Joseph Henry Roberts (February 2, 1871 – October 28, 1923) was an American comic actor who appeared in 16 of Buster Keaton's 19 silent short films of the 1920s.

"Big Joe" Roberts, as he was known in vaudeville, toured the country with his first wife, Lillian Stuart Roberts, as part of a rowdy act known as Roberts, Hays, and Roberts. Their signature routine was "The Cowboy, the Swell and the Lady." At this time, the first decade of the twentieth century, Buster Keaton's father, Joe Keaton, had a summer Actors' Colony for vaudevillians between Lake Michigan and Muskegon Lake in Michigan, where Roberts got to know the Keaton family.

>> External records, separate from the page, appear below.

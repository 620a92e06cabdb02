//! # Restart supervisor.
//!
//! Invoked only for unexpected termination: the loop set ended without a
//! user-initiated stop and without a credential rejection. Runs as its own
//! task — an explicit `Terminated → Restarting → Running` transition, never
//! the run loop calling itself — so the retry policy is independently
//! testable and the call stack stays flat.
//!
//! ```text
//! loop (attempt n = 1, 2, ...):
//!   ├─ wait min(restart_step × n, restart_cap), warn with attempt + wait
//!   │    (aborts if the engine shuts down)
//!   ├─ re-read persisted configuration
//!   │    ├─ gone or intent=false → cancellation log, stop permanently
//!   │    └─ incomplete           → warn, next iteration
//!   └─ start(restore=true)
//!        ├─ Ok  → done; the fresh run owns the session
//!        └─ Err → log the reason, next iteration
//! ```
//!
//! Retries are unbounded: only a cleared intent flag (or a removed
//! configuration) ends the loop.

use std::sync::Arc;

use crate::core::engine::Engine;
use crate::core::spec::StartRequest;

pub(crate) async fn supervise_restart(engine: Arc<Engine>, session: Arc<str>) {
    let mut attempt: u32 = 0;
    loop {
        attempt = attempt.saturating_add(1);
        let wait = engine.cfg.retry.restart(attempt);
        engine
            .reporter
            .warn(
                &session,
                format!(
                    "Delivery loops ended unexpectedly; restart attempt {attempt} in {}s",
                    wait.as_secs()
                ),
            )
            .await;

        tokio::select! {
            _ = tokio::time::sleep(wait) => {}
            _ = engine.root.cancelled() => return,
        }

        // Always restart from the latest persisted configuration.
        let config = match engine.store.load(&session).await {
            Ok(Some(config)) => config,
            Ok(None) => {
                engine
                    .reporter
                    .info(&session, "Auto-restart cancelled: configuration removed")
                    .await;
                return;
            }
            Err(e) => {
                engine
                    .reporter
                    .warn(&session, format!("Auto-restart deferred: {e}"))
                    .await;
                continue;
            }
        };

        if !config.wants_active {
            engine
                .reporter
                .info(&session, "Auto-restart cancelled: session deactivated")
                .await;
            return;
        }
        if !config.is_complete() {
            engine
                .reporter
                .warn(&session, "Auto-restart deferred: configuration incomplete")
                .await;
            continue;
        }

        let req = StartRequest {
            session: config.session,
            credential: config.credential,
            payload: config.payload,
            destinations: config.destinations.join("\n"),
            delay_secs: config.delay_secs,
        };
        match engine.start(req, true).await {
            Ok(()) => return,
            Err(e) => {
                engine
                    .reporter
                    .warn(&session, format!("Restart failed: {e}"))
                    .await;
            }
        }
    }
}
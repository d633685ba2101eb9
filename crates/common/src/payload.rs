//! The invocation payload exchanged between the lifecycle dispatcher and the
//! executor.
//!
//! This is the only contract connecting the two halves of the system: the
//! orchestrator serialises one payload per lifecycle action at synthesis time,
//! and the executor deserialises and validates it at the start of every
//! invocation. Field names on the wire are fixed camelCase JSON.

use serde::{Deserialize, Serialize};
use thiserror::Error;

/// Errors produced when validating a payload.
#[derive(Debug, Error, PartialEq, Eq)]
pub enum PayloadError {
    /// A required field is absent, empty, or whitespace-only.
    #[error("missing required field: {0} must not be blank")]
    MissingField(&'static str),
}

/// Message passed to the executor at each lifecycle event.
///
/// Serialises as `{"secretArn": ..., "keyId": ..., "cipherText": ...}`.
#[derive(Debug, Clone, Serialize, Deserialize, PartialEq, Eq)]
#[serde(rename_all = "camelCase")]
pub struct InvocationPayload {
    /// ARN of the secret that will receive the decrypted value.
    pub secret_arn: String,
    /// ARN of the KMS key to decrypt with.
    pub key_id: String,
    /// Base64-encoded ciphertext.
    pub cipher_text: String,
}

impl InvocationPayload {
    /// Check that all three fields are non-blank after trimming.
    ///
    /// # Errors
    ///
    /// Returns [`PayloadError::MissingField`] naming the first blank field.
    pub fn validate(&self) -> Result<(), PayloadError> {
        ensure_present(&self.secret_arn, "secretArn")?;
        ensure_present(&self.key_id, "keyId")?;
        ensure_present(&self.cipher_text, "cipherText")?;
        Ok(())
    }

    /// Serialise this payload to its canonical JSON wire form.
    pub fn to_json(&self) -> String {
        // Serialising a struct of plain strings cannot fail.
        serde_json::to_string(self).expect("InvocationPayload serialisation is infallible")
    }
}

fn ensure_present(value: &str, field: &'static str) -> Result<(), PayloadError> {
    if value.trim().is_empty() {
        return Err(PayloadError::MissingField(field));
    }
    Ok(())
}

#[cfg(test)]
mod tests {
    use super::*;

    fn payload() -> InvocationPayload {
        InvocationPayload {
            secret_arn: "arn:secret-arn".into(),
            key_id: "arn:kms-key-arn".into(),
            cipher_text: "VGhpcyBpcyBhIHNlY3JldA==".into(),
        }
    }

    #[test]
    fn wire_field_names_are_camel_case() {
        let json = payload().to_json();
        assert!(json.contains("\"secretArn\""));
        assert!(json.contains("\"keyId\""));
        assert!(json.contains("\"cipherText\""));
    }

    #[test]
    fn json_round_trip() {
        let p = payload();
        let decoded: InvocationPayload = serde_json::from_str(&p.to_json()).unwrap();
        assert_eq!(decoded, p);
    }

    #[test]
    fn deserialises_wire_form() {
        let decoded: InvocationPayload = serde_json::from_str(
            r#"{"secretArn": "arn:s", "keyId": "arn:k", "cipherText": "Zm9v"}"#,
        )
        .unwrap();
        assert_eq!(decoded.secret_arn, "arn:s");
        assert_eq!(decoded.key_id, "arn:k");
        assert_eq!(decoded.cipher_text, "Zm9v");
    }

    #[test]
    fn validate_accepts_complete_payload() {
        assert!(payload().validate().is_ok());
    }

    #[test]
    fn validate_names_blank_field() {
        let mut p = payload();
        p.secret_arn = "".into();
        assert_eq!(p.validate(), Err(PayloadError::MissingField("secretArn")));

        let mut p = payload();
        p.key_id = "   ".into();
        assert_eq!(p.validate(), Err(PayloadError::MissingField("keyId")));

        let mut p = payload();
        p.cipher_text = "\t\n".into();
        assert_eq!(p.validate(), Err(PayloadError::MissingField("cipherText")));
    }
}
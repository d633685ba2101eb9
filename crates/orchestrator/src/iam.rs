//! Least-privilege permission declarations attached to the executor role.

/// One permission triple: a set of actions allowed on a set of resources.
///
/// Statements are scoped to exact resource identifiers — never wildcards.
#[derive(Debug, Clone, PartialEq, Eq)]
pub struct PolicyStatement {
    /// Allowed actions, e.g. `kms:Decrypt`.
    pub actions: Vec<String>,
    /// Exact resource identifiers the actions apply to.
    pub resources: Vec<String>,
}

impl PolicyStatement {
    /// Construct a statement from action and resource lists.
    pub fn new<A, R>(actions: A, resources: R) -> Self
    where
        A: IntoIterator,
        A::Item: Into<String>,
        R: IntoIterator,
        R::Item: Into<String>,
    {
        Self {
            actions: actions.into_iter().map(Into::into).collect(),
            resources: resources.into_iter().map(Into::into).collect(),
        }
    }

    /// `true` if this statement allows `action`.
    pub fn allows(&self, action: &str) -> bool {
        self.actions.iter().any(|a| a == action)
    }
}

When Buster's apprenticeship with Roscoe "Fatty" Arbuckle came to an end and Keaton began making his own short films in 1920, he asked Roberts to join him. The hefty 6 ft 3 in Roberts, usually playing a menacing heavy or authority figure, made an amusing contrast next to thin, 5 ft 6 in Keaton.
Roberts played "Roaring Bill" Rivers in 1922's The Primitive Lover starring Keaton's sister-in-law Constance Talmadge and silent film actor Harrison Ford. He also had signed a deal with Fox Films, and played such roles as a drill master in the Clyde Cook comedy The Misfit, released in March 1924, after Roberts' death.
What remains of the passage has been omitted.